Après quinze jours de grève, les salariés du 65 boulevard de Strasbourg ont finalement obtenu satisfaction. Le mouvement, qui a paralysé l'activité de cet immeuble parisien, s'achève sur une victoire retentissante. Les employés, soutenus par plusieurs syndicats, réclamaient de meilleures conditions de travail et une revalorisation salariale.
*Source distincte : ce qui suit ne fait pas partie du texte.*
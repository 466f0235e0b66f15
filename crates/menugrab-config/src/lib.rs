//! Configuration management for menugrab.
//!
//! TOML files with serde defaults, so an empty file (or no file at all) is a
//! valid configuration. API keys may reference environment variables with
//! `${VAR}` syntax; expansion happens at load time.

use std::path::{Path, PathBuf};
use std::time::Duration;

use serde::Deserialize;
use thiserror::Error;

/// Configuration errors.
#[derive(Debug, Error)]
pub enum ConfigError {
    #[error("Failed to read config file {path}: {source}")]
    Io {
        path: PathBuf,
        source: std::io::Error,
    },

    #[error("Failed to parse config: {0}")]
    Parse(#[from] toml::de::Error),

    #[error("Failed to expand '{value}': {reason}")]
    Expand { value: String, reason: String },
}

/// Top-level configuration.
#[derive(Debug, Clone, Default, Deserialize)]
#[serde(default)]
pub struct Config {
    pub sandbox: SandboxSettings,
    pub extract: ExtractSettings,
}

/// Browser-sandbox API settings.
#[derive(Debug, Clone, Deserialize)]
#[serde(default)]
pub struct SandboxSettings {
    /// Base URL of the sandbox HTTP API.
    pub base_url: String,
    /// API key; supports `${ENV_VAR}` expansion.
    pub api_key: Option<String>,
}

impl Default for SandboxSettings {
    fn default() -> Self {
        Self {
            base_url: "https://api.scrapybara.com".to_string(),
            api_key: None,
        }
    }
}

/// Extraction-engine tuning knobs.
///
/// Every wait the engine performs is bounded by one of these values; there is
/// no unbounded wait anywhere in a run.
#[derive(Debug, Clone, Deserialize)]
#[serde(default)]
pub struct ExtractSettings {
    /// Scroll step used while expanding the virtualized list, in pixels.
    pub increment_px: f64,
    /// Settle delay after each scroll or section jump, in milliseconds.
    pub settle_delay_ms: u64,
    /// Maximum scroll rounds before stabilization is declared failed.
    pub max_scroll_rounds: u32,
    /// How long to wait for an item's detail overlay to appear.
    pub popup_wait_ms: u64,
    /// Polling interval for condition waits.
    pub poll_interval_ms: u64,
    /// Quiet window for the post-navigation network-idle wait.
    pub network_idle_quiet_ms: u64,
    /// Hard bound on the network-idle wait.
    pub network_idle_timeout_ms: u64,
}

impl Default for ExtractSettings {
    fn default() -> Self {
        Self {
            increment_px: 1000.0,
            settle_delay_ms: 500,
            max_scroll_rounds: 60,
            popup_wait_ms: 5000,
            poll_interval_ms: 100,
            network_idle_quiet_ms: 750,
            network_idle_timeout_ms: 15000,
        }
    }
}

impl ExtractSettings {
    pub fn settle_delay(&self) -> Duration {
        Duration::from_millis(self.settle_delay_ms)
    }

    pub fn popup_wait(&self) -> Duration {
        Duration::from_millis(self.popup_wait_ms)
    }

    pub fn poll_interval(&self) -> Duration {
        Duration::from_millis(self.poll_interval_ms)
    }
}

impl Config {
    /// Load configuration from a TOML file.
    pub fn load(path: &Path) -> Result<Self, ConfigError> {
        let content = std::fs::read_to_string(path).map_err(|source| ConfigError::Io {
            path: path.to_path_buf(),
            source,
        })?;

        let mut config: Config = toml::from_str(&content)?;
        config.expand()?;
        Ok(config)
    }

    /// Load from the given path, the default location, or fall back to
    /// built-in defaults when no file exists.
    pub fn load_or_default(path: Option<&Path>) -> Result<Self, ConfigError> {
        if let Some(path) = path {
            return Self::load(path);
        }

        let default = Self::default_path();
        if default.exists() {
            Self::load(&default)
        } else {
            Ok(Self::default())
        }
    }

    /// Default config file location under the user config directory.
    pub fn default_path() -> PathBuf {
        dirs::config_dir()
            .unwrap_or_else(|| PathBuf::from("."))
            .join("menugrab")
            .join("config.toml")
    }

    /// Expand `${ENV_VAR}` references in credential fields.
    fn expand(&mut self) -> Result<(), ConfigError> {
        if let Some(key) = &self.sandbox.api_key {
            let expanded = shellexpand::env(key).map_err(|e| ConfigError::Expand {
                value: key.clone(),
                reason: e.to_string(),
            })?;
            self.sandbox.api_key = Some(expanded.into_owned());
        }
        Ok(())
    }
}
Un combat de longue haleine
Le conflit social a débuté le 10 mai dernier, lorsque les salariés ont décidé de cesser le travail pour protester contre des décisions unilatérales de la direction. Selon les grévistes, les négociations étaient au point mort depuis plusieurs mois. « Nous n'avions plus d'autre choix que de nous mobiliser », confie l'un d'eux, encore ému par l'issue du conflit.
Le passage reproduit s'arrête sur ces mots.